═════ DATA FOR THIS EXERCISE
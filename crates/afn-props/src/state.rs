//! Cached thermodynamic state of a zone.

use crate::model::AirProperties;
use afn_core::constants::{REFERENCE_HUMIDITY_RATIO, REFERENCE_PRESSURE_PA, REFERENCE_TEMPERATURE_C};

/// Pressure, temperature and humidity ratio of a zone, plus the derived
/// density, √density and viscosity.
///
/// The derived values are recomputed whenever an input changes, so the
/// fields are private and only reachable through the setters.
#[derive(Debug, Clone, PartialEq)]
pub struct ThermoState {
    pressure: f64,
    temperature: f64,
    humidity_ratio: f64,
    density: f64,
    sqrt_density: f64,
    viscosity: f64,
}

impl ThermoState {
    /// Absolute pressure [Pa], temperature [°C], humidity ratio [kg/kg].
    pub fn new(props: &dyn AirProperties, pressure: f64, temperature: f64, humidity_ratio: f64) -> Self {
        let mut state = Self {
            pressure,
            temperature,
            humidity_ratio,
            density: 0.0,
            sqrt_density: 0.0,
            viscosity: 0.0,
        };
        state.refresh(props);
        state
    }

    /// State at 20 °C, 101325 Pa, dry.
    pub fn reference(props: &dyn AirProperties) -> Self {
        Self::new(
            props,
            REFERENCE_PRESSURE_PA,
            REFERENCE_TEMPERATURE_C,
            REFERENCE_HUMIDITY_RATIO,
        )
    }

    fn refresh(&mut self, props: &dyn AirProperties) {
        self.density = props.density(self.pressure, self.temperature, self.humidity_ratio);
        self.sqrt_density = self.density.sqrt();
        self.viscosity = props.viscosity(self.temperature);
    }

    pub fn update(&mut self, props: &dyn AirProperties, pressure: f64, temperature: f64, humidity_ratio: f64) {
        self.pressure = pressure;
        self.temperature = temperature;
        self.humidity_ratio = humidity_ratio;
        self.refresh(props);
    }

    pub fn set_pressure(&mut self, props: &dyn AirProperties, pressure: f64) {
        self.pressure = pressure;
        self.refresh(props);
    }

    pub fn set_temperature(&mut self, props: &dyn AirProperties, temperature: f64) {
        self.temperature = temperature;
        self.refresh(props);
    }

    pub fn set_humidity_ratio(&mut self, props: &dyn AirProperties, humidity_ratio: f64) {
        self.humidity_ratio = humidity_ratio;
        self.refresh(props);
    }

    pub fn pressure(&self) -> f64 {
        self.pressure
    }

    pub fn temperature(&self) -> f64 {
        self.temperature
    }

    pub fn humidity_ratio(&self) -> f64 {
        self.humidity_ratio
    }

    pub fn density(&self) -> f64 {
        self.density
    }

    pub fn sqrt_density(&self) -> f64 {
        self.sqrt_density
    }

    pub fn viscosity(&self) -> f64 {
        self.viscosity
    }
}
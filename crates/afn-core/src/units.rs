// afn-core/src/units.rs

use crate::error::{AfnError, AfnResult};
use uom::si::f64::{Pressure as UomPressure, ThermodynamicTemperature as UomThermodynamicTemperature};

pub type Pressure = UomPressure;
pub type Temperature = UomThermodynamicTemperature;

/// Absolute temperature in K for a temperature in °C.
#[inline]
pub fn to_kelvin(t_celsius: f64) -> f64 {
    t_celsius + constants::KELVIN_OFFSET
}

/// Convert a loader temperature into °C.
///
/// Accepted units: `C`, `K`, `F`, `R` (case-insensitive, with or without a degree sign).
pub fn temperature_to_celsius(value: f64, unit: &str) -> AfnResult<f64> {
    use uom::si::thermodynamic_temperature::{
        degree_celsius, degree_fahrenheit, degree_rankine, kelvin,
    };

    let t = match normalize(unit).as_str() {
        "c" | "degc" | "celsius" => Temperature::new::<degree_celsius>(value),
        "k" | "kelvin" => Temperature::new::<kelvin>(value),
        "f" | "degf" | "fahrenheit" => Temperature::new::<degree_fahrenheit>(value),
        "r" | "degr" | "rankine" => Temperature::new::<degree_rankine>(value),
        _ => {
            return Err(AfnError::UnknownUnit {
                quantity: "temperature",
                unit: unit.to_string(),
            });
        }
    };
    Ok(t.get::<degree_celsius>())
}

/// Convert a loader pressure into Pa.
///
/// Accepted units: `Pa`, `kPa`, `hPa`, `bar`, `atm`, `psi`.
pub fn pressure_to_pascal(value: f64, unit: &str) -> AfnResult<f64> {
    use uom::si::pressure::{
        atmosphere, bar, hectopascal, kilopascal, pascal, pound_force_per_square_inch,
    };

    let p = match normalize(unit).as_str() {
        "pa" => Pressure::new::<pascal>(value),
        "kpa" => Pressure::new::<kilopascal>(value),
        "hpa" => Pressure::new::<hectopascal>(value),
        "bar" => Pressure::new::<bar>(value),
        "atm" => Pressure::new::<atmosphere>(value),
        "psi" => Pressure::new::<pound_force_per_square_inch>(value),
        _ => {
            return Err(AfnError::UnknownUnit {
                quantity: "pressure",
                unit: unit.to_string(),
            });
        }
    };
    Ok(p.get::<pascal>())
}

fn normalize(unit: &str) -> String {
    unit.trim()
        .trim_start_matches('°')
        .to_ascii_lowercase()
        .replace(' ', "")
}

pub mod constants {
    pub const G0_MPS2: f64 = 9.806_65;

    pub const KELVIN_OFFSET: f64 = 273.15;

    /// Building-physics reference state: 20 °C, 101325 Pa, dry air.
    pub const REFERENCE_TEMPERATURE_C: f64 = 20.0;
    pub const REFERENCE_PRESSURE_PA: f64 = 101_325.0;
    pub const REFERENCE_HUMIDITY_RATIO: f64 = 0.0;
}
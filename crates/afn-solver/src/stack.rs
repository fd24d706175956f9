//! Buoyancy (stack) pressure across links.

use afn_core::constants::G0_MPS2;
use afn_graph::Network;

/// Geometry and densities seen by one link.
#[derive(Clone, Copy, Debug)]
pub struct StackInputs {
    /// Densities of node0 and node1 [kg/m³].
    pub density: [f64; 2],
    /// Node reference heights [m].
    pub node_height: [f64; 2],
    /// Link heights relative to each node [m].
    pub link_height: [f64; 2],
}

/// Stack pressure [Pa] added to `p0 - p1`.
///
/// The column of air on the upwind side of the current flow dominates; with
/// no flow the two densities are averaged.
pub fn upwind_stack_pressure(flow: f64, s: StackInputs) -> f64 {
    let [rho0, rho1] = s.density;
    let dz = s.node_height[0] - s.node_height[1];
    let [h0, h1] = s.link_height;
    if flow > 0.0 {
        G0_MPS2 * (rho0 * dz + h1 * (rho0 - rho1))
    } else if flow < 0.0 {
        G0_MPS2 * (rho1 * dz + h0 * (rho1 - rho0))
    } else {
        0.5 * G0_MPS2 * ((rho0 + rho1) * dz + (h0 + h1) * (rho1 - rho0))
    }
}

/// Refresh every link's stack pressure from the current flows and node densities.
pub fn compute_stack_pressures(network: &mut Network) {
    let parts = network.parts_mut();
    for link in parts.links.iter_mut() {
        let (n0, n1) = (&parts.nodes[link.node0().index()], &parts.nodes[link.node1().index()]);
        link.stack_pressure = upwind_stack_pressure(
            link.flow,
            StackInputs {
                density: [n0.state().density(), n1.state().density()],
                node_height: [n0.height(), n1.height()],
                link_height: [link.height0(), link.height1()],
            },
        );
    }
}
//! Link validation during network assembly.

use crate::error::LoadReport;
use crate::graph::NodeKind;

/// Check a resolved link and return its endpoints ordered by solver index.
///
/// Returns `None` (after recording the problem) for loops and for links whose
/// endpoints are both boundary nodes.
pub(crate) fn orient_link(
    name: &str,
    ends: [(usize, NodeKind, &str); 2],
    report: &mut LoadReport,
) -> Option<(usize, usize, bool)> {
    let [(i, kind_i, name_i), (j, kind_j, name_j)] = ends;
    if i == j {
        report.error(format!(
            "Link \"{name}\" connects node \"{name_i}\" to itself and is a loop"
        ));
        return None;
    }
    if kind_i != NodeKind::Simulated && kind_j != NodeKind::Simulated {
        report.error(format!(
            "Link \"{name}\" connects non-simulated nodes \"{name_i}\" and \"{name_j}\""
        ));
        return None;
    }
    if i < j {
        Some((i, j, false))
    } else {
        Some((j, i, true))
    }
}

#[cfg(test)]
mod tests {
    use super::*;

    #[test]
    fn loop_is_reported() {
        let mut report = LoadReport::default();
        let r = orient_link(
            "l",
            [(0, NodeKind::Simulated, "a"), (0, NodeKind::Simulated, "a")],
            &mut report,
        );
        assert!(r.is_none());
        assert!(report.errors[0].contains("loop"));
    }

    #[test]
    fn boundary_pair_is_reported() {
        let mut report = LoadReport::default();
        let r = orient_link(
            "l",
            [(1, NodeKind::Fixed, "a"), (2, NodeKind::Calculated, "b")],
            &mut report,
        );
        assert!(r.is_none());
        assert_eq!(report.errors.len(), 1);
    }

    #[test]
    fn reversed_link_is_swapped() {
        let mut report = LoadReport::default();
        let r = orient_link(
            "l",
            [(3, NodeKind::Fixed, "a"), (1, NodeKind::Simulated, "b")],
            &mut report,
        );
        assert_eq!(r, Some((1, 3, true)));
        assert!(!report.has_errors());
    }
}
══════════
WHAT YOU WILL DO: Looking at the data above, give the number of lines that include "atmosphere"; add nothing else.

TASK ANSWER: 2